St. Patrick’s Day observes of the death of St. Patrick, the patron saint of Ireland. While St. Patrick’s Day is now associated with wearing green, parades (when people can get together!) and beer. The earliest known celebration was held on 17 March 1631, marking the anniversary of the death of St. Patrick in the 5th century.
Historians generally believe that St. Patrick, the patron saint of Ireland, was born in Wales (not Ireland!) near the end of the 4th century. At the age of 16 he was kidnapped by Irish raiders and sold as a slave to a Celtic priest in Northern Ireland. He “found God” during his six years as a shepherd but eventually managed to escape back to Britain. He returned to Ireland as a Christian missionary.
Among the legends associated with St. Patrick is that he stood on an Irish hillside and banished snakes from Ireland—prompting all snakes to slither away into the sea. Research suggests snakes never occupied the Emerald Isle in the first place. There are no signs of snakes in the country’s fossil record. And water has surrounded Ireland since the last glacial period. Before that, the region was covered in ice and would have been too cold for the reptiles. More likely is that it is an allegory for Patrick's efforts to convert the Irish to Christianity and the snakes symbolise the pagan druids that he drove out of Ireland.

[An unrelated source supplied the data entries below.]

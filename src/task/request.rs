//! Per-delivery invocation context

use crate::canvas::SignatureRef;
use serde_json::Value;
use std::sync::atomic::{AtomicBool, Ordering};

/// Keyword arguments, headers and other string-keyed payloads.
pub type Kwargs = serde_json::Map<String, Value>;

/// Broker delivery metadata the tracer reacts to.
#[derive(Debug, Clone, Default)]
pub struct DeliveryInfo {
    /// The broker flagged this message as redelivered.
    pub redelivered: bool,
    /// Delivery priority, if the broker assigned one.
    pub priority: Option<i32>,
}

/// Per-call invocation context ("request").
///
/// Created by the caller for each delivery, read by the tracer during a
/// single execution, discarded afterwards. The id is unique per attempt but
/// stable across redeliveries of the same logical message.
pub struct Request {
    /// Attempt id.
    pub id: String,
    /// Name of the task this request targets. The tracer stamps it on entry.
    pub task: String,
    /// Positional arguments.
    pub args: Vec<Value>,
    /// Keyword arguments.
    pub kwargs: Kwargs,
    /// Id of the task that spawned this one.
    pub parent_id: Option<String>,
    /// Id of the root of the originating workflow.
    pub root_id: Option<String>,
    /// Remaining downstream stages, last element first to go.
    pub chain: Vec<SignatureRef>,
    /// Signatures to fan out on success.
    pub callbacks: Vec<SignatureRef>,
    /// Signatures to fan out on failure.
    pub errbacks: Vec<SignatureRef>,
    /// Chord membership marker, forwarded to the backend with the result.
    pub chord: Option<String>,
    /// Group membership marker.
    pub group: Option<String>,
    /// Broker delivery metadata.
    pub delivery_info: DeliveryInfo,
    /// Inherited application headers.
    pub headers: Kwargs,
    /// Inherited log level.
    pub loglevel: u8,
    /// The task was invoked as a plain call, not through the transport.
    pub called_directly: bool,
    /// Latch set by the stack guard once a nested plain call was rerouted
    /// through this frame.
    protected: AtomicBool,
}

impl Request {
    /// Create a request with the given attempt id and empty everything else.
    pub fn new(id: impl Into<String>) -> Self {
        Self {
            id: id.into(),
            task: String::new(),
            args: Vec::new(),
            kwargs: Kwargs::new(),
            parent_id: None,
            root_id: None,
            chain: Vec::new(),
            callbacks: Vec::new(),
            errbacks: Vec::new(),
            chord: None,
            group: None,
            delivery_info: DeliveryInfo::default(),
            headers: Kwargs::new(),
            loglevel: 0,
            called_directly: false,
            protected: AtomicBool::new(false),
        }
    }

    pub fn with_args(mut self, args: Vec<Value>) -> Self {
        self.args = args;
        self
    }

    pub fn with_kwargs(mut self, kwargs: Kwargs) -> Self {
        self.kwargs = kwargs;
        self
    }

    pub fn with_parent_id(mut self, parent_id: impl Into<String>) -> Self {
        self.parent_id = Some(parent_id.into());
        self
    }

    pub fn with_root_id(mut self, root_id: impl Into<String>) -> Self {
        self.root_id = Some(root_id.into());
        self
    }

    pub fn with_chain(mut self, chain: Vec<SignatureRef>) -> Self {
        self.chain = chain;
        self
    }

    pub fn with_callbacks(mut self, callbacks: Vec<SignatureRef>) -> Self {
        self.callbacks = callbacks;
        self
    }

    pub fn with_errbacks(mut self, errbacks: Vec<SignatureRef>) -> Self {
        self.errbacks = errbacks;
        self
    }

    pub fn with_chord(mut self, chord: impl Into<String>) -> Self {
        self.chord = Some(chord.into());
        self
    }

    pub fn with_group(mut self, group: impl Into<String>) -> Self {
        self.group = Some(group.into());
        self
    }

    pub fn with_delivery_info(mut self, delivery_info: DeliveryInfo) -> Self {
        self.delivery_info = delivery_info;
        self
    }

    pub fn with_headers(mut self, headers: Kwargs) -> Self {
        self.headers = headers;
        self
    }

    pub fn with_loglevel(mut self, loglevel: u8) -> Self {
        self.loglevel = loglevel;
        self
    }

    pub fn with_called_directly(mut self, called_directly: bool) -> Self {
        self.called_directly = called_directly;
        self
    }

    /// Build a child request for a rerouted plain call.
    ///
    /// Headers and log level come from the parent unless the call site
    /// overrides them; parent and root ids follow the parent; everything
    /// downstream (chain, callbacks, errbacks) starts empty.
    pub fn inherit(
        parent: &Request,
        id: impl Into<String>,
        args: Vec<Value>,
        kwargs: Kwargs,
        overrides: CallOverrides,
    ) -> Self {
        Self {
            id: id.into(),
            task: parent.task.clone(),
            args,
            kwargs,
            parent_id: Some(parent.id.clone()),
            root_id: parent.root_id.clone(),
            chain: Vec::new(),
            callbacks: Vec::new(),
            errbacks: Vec::new(),
            chord: None,
            group: None,
            delivery_info: DeliveryInfo::default(),
            headers: overrides.headers.unwrap_or_else(|| parent.headers.clone()),
            loglevel: overrides.loglevel.unwrap_or(parent.loglevel),
            called_directly: true,
            protected: AtomicBool::new(false),
        }
    }

    /// Latch this frame as having absorbed a rerouted call. Returns false if
    /// it was already latched.
    pub(crate) fn protect(&self) -> bool {
        !self.protected.swap(true, Ordering::SeqCst)
    }

    pub(crate) fn is_protected(&self) -> bool {
        self.protected.load(Ordering::SeqCst)
    }
}

impl std::fmt::Debug for Request {
    fn fmt(&self, f: &mut std::fmt::Formatter<'_>) -> std::fmt::Result {
        f.debug_struct("Request")
            .field("id", &self.id)
            .field("task", &self.task)
            .field("args", &self.args)
            .field("kwargs", &self.kwargs)
            .field("parent_id", &self.parent_id)
            .field("root_id", &self.root_id)
            .field("chain", &self.chain.len())
            .field("callbacks", &self.callbacks.len())
            .field("errbacks", &self.errbacks.len())
            .field("chord", &self.chord)
            .field("group", &self.group)
            .field("delivery_info", &self.delivery_info)
            .field("headers", &self.headers)
            .field("loglevel", &self.loglevel)
            .field("called_directly", &self.called_directly)
            .finish()
    }
}

/// Field overrides for a rerouted plain call.
#[derive(Debug, Clone, Default)]
pub struct CallOverrides {
    /// Replace the inherited headers.
    pub headers: Option<Kwargs>,
    /// Replace the inherited log level.
    pub loglevel: Option<u8>,
}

The red-haired, green-clothed Leprechaun is commonly associated with St. Patrick’s Day. The original Irish name for these figures of folklore is “lobaircin,” meaning “small-bodied fellow.” Belief in leprechauns probably comes from the Celtic belief in fairies— tiny men and women who could use their magical powers for good or evil. In Celtic stories, leprechauns were cranky and clever little guys, who fixed the shoes of the other fairies. The legend goes that if you manage to catch a leprechaun, you may be able to get his pot of gold hidden at the end of the rainbow. However, they are tricky little fellows!
The shamrock, a three-leaf clover, has been associated with Ireland for centuries. The Celts considered it a sacred plant that symbolised the arrival of spring. In pagan Ireland, three was a significant number and the Irish had many triple deities. Because of this St. Patrick used the plant as a visual guide when explaining the Holy Trinity. By the 17th century, the shamrock became a symbol of emerging Irish nationalism. People in Ireland wear real shamrock on our lapels for St. Patrick's day.
Today's Saint Patrick's Day celebrations have been greatly influenced by those that developed among the Irish diaspora, especially in North America. Until the late 20th century, Saint Patrick's Day was often a bigger celebration among the diaspora than it was in Ireland. Celebrations generally involve public parades and festivals, Irish traditional music sessions (céilithe), and the wearing of green attire and shamrocks. Saint Patrick's Day parades began in North America in the 18th century but did not spread to Ireland until the 20th century. The participants generally include marching bands, the military, fire brigades, cultural organisations, charitable organisations, voluntary associations, youth groups, etc. However, over time, many of the parades have become more like a carnival. More effort is made to use the Irish language, especially in Ireland, where 1-17th march is "Irish language week".
Christians may also attend church services, and the Lent restrictions on eating and drinking alcohol are lifted for the day. Perhaps because of this, drinking alcohol – particularly Irish whiskey, beer, or cider – has become an integral part of the celebrations.
St. Patrick’s day parades take place all over the world: Ireland, Russia, to the US, Japan, Korea, Malaysia, Australia and even in Montserrat in the Caribbean!
Although there were a small number of Christians on the island when Patrick arrived, most Irish practiced a nature-based pagan religion. The Irish culture was based on a rich tradition of oral storytelling involving legends and myth. It is no surprise that the story of Patrick’s life has become exaggerated over the centuries— telling exciting tales to pass history to the next generation has always been a part of the Irish way of life.